One is the Lonliest Number…

“Two are better than one; for them there is good compensation for their anxieties. For if they fall, one will raise up his companion; woe to him who is one and falls, for there is not a second one to lift him up.”

(Ecclesiastes 4:9-10)

Every time that I read these words, my mind always goes back to a song made popular by the pop band “Three Dog Night,” namely to the words of One is the Loneliest Number. Indeed, that captures at least part of what Solomon is reflecting on here. God has created people to be in relationship with one another. And, when two people join together to accomplish a task, that task is most commonly completed more quickly and with more ingenuity than were just one to be working on his or her own. Fiction is filled with illustrations of this…Sherlock Holmes had John Watson and Don Quixote had Sancho Panza, but these relationships are found in history as well. David had Jonathan, Moses had Aaron, Jeremiah had Baruch, Paul had Timothy, Jesus sent out the disciples in groups of two, etc… There is great wisdom and benefit that comes from having an appropriate companion during every venture. When you stumble and fall; the other will pick you up. When you have success, your success will be greater and brighter than one will find when one walks alone.

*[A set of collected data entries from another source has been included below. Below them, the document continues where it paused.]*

//! Inter-stage packet queues and queue handlers.
//!
//! The queue is a mutex + condvar protected FIFO; all blocking waits are
//! timed so a raised kill flag unblocks every thread within one quantum.
//! The flow-affine handler hashes the 5-tuple to a fixed downstream slot,
//! guaranteeing all packets of a flow land on the same worker without any
//! per-flow locking in the queue layer.

use crate::flow::FlowKey;
use crate::packet::Packet;

use std::collections::hash_map::DefaultHasher;
use std::collections::VecDeque;
use std::hash::{Hash, Hasher};
use std::sync::{Condvar, Mutex};
use std::sync::Arc;
use std::time::Duration;

/// A bounded MPMC packet FIFO.
#[derive(Debug)]
pub struct PacketQueue {
    name: String,
    cap: usize,
    inner: Mutex<VecDeque<Packet>>,
    cond_pop: Condvar,
    cond_push: Condvar,
}

impl PacketQueue {
    pub fn new(name: &str, cap: usize) -> Self {
        PacketQueue {
            name: name.to_string(),
            cap: cap.max(1),
            inner: Mutex::new(VecDeque::new()),
            cond_pop: Condvar::new(),
            cond_push: Condvar::new(),
        }
    }

    pub fn name(&self) -> &str {
        &self.name
    }

    /// Enqueues, waiting while the queue is at capacity. The wait is timed;
    /// on repeated timeout the packet is enqueued anyway rather than lost
    /// (shutdown drains the excess).
    pub fn push(&self, pkt: Packet) {
        let mut q = self.inner.lock().unwrap();
        let mut waits = 0;
        while q.len() >= self.cap && waits < 10 {
            let (guard, _res) = self
                .cond_push
                .wait_timeout(q, Duration::from_millis(100))
                .unwrap();
            q = guard;
            waits += 1;
        }
        q.push_back(pkt);
        drop(q);
        self.cond_pop.notify_one();
    }

    /// Dequeues, waiting up to `timeout` for a packet.
    pub fn pop_timeout(&self, timeout: Duration) -> Option<Packet> {
        let mut q = self.inner.lock().unwrap();
        if q.is_empty() {
            let (guard, _res) = self.cond_pop.wait_timeout(q, timeout).unwrap();
            q = guard;
        }
        let pkt = q.pop_front();
        if pkt.is_some() {
            drop(q);
            self.cond_push.notify_one();
        }
        pkt
    }

    /// Drains everything currently queued.
    pub fn drain(&self) -> Vec<Packet> {
        let mut q = self.inner.lock().unwrap();
        let drained = q.drain(..).collect();
        drop(q);
        self.cond_push.notify_all();
        drained
    }

    pub fn len(&self) -> usize {
        self.inner.lock().unwrap().len()
    }

    pub fn is_empty(&self) -> bool {
        self.len() == 0
    }
}

/// Routes packets from a stage to its downstream queues.
#[derive(Debug, Clone)]
pub enum QueueHandler {
    /// One shared FIFO; any downstream worker may take any packet.
    Simple(Arc<PacketQueue>),
    /// Hash the flow tuple to a fixed worker so per-flow order holds.
    FlowAffine(Vec<Arc<PacketQueue>>),
}

impl QueueHandler {
    pub fn dispatch(&self, pkt: Packet) {
        match self {
            QueueHandler::Simple(q) => q.push(pkt),
            QueueHandler::FlowAffine(queues) => {
                let idx = Self::flow_slot(&pkt, queues.len());
                queues[idx].push(pkt);
            }
        }
    }

    /// Deterministic worker slot for a packet's conversation.
    fn flow_slot(pkt: &Packet, n: usize) -> usize {
        let mut hasher = DefaultHasher::new();
        match FlowKey::from_packet(pkt) {
            Some((key, _, _)) => key.hash(&mut hasher),
            // Undecoded packets all land on slot of the empty hash.
            None => 0u8.hash(&mut hasher),
        }
        (hasher.finish() as usize) % n
    }

    /// All queues this handler can reach.
    pub fn queues(&self) -> Vec<Arc<PacketQueue>> {
        match self {
            QueueHandler::Simple(q) => vec![Arc::clone(q)],
            QueueHandler::FlowAffine(qs) => qs.clone(),
        }
    }
}

#[cfg(test)]
mod tests {
    use super::*;
    use crate::packet::Datalink;
    use crate::utils::time::Timestamp;

    #[test]
    fn fifo_order() {
        let q = PacketQueue::new("t", 16);
        for i in 0..3u8 {
            let mut pkt = Packet::default();
            pkt.init(&[i], Datalink::Ethernet, Timestamp::new(0, 0));
            q.push(pkt);
        }
        for i in 0..3u8 {
            let pkt = q.pop_timeout(Duration::from_millis(10)).unwrap();
            assert_eq!(pkt.data, vec![i]);
        }
        assert!(q.pop_timeout(Duration::from_millis(1)).is_none());
    }

    #[test]
    fn pop_unblocks_on_timeout() {
        let q = PacketQueue::new("t", 4);
        let start = std::time::Instant::now();
        assert!(q.pop_timeout(Duration::from_millis(20)).is_none());
        assert!(start.elapsed() >= Duration::from_millis(15));
    }

    #[test]
    fn flow_affinity_is_stable() {
        let queues: Vec<Arc<PacketQueue>> = (0..4)
            .map(|i| Arc::new(PacketQueue::new(&format!("w{}", i), 16)))
            .collect();
        let handler = QueueHandler::FlowAffine(queues.clone());

        // Same conversation, both directions, many packets: one queue gets
        // them all.
        for _ in 0..5 {
            let pkt = crate::flow::table::tests::meta_packet(
                [10, 0, 0, 1],
                [10, 0, 0, 2],
                4000,
                80,
                Timestamp::new(0, 0),
            );
            handler.dispatch(pkt);
            let rev = crate::flow::table::tests::meta_packet(
                [10, 0, 0, 2],
                [10, 0, 0, 1],
                80,
                4000,
                Timestamp::new(0, 0),
            );
            handler.dispatch(rev);
        }
        let populated: Vec<usize> = queues
            .iter()
            .enumerate()
            .filter(|(_, q)| !q.is_empty())
            .map(|(i, _)| i)
            .collect();
        assert_eq!(populated.len(), 1);
        assert_eq!(queues[populated[0]].len(), 10);
    }
}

In today’s society, this passage is very commonly used in the context of weddings. And indeed, God also pronounced that it was not good for man to be alone (Genesis 2:18) and thus God formed a helpmate from Adam’s rib and in this way woman was created and marriage was instituted. Man was given his first real companion. Thus, this too is an illustration of Solomon’s principle. 

Many rabbinical writers also like to point out that the study of God’s word also is something that is better done with a companion. This may be your spouse (with whom you ought to be studying the Bible) but it also may be done with other Christian friends. Here is where another one of Solomon’s proverbs applies: iron sharpens iron (Proverbs 27:17). Indeed, we sharpen each other providing both resistance and encouragement as we labor with one another. 

A final application is death. Just as it is not good for man to be alone it is not good for a person to die alone. Friends, family members, the church, and the pastors all have a role in comforting and interceding in prayer for a brother or sister in the church who is suffering and dying. Indeed, two are better than one.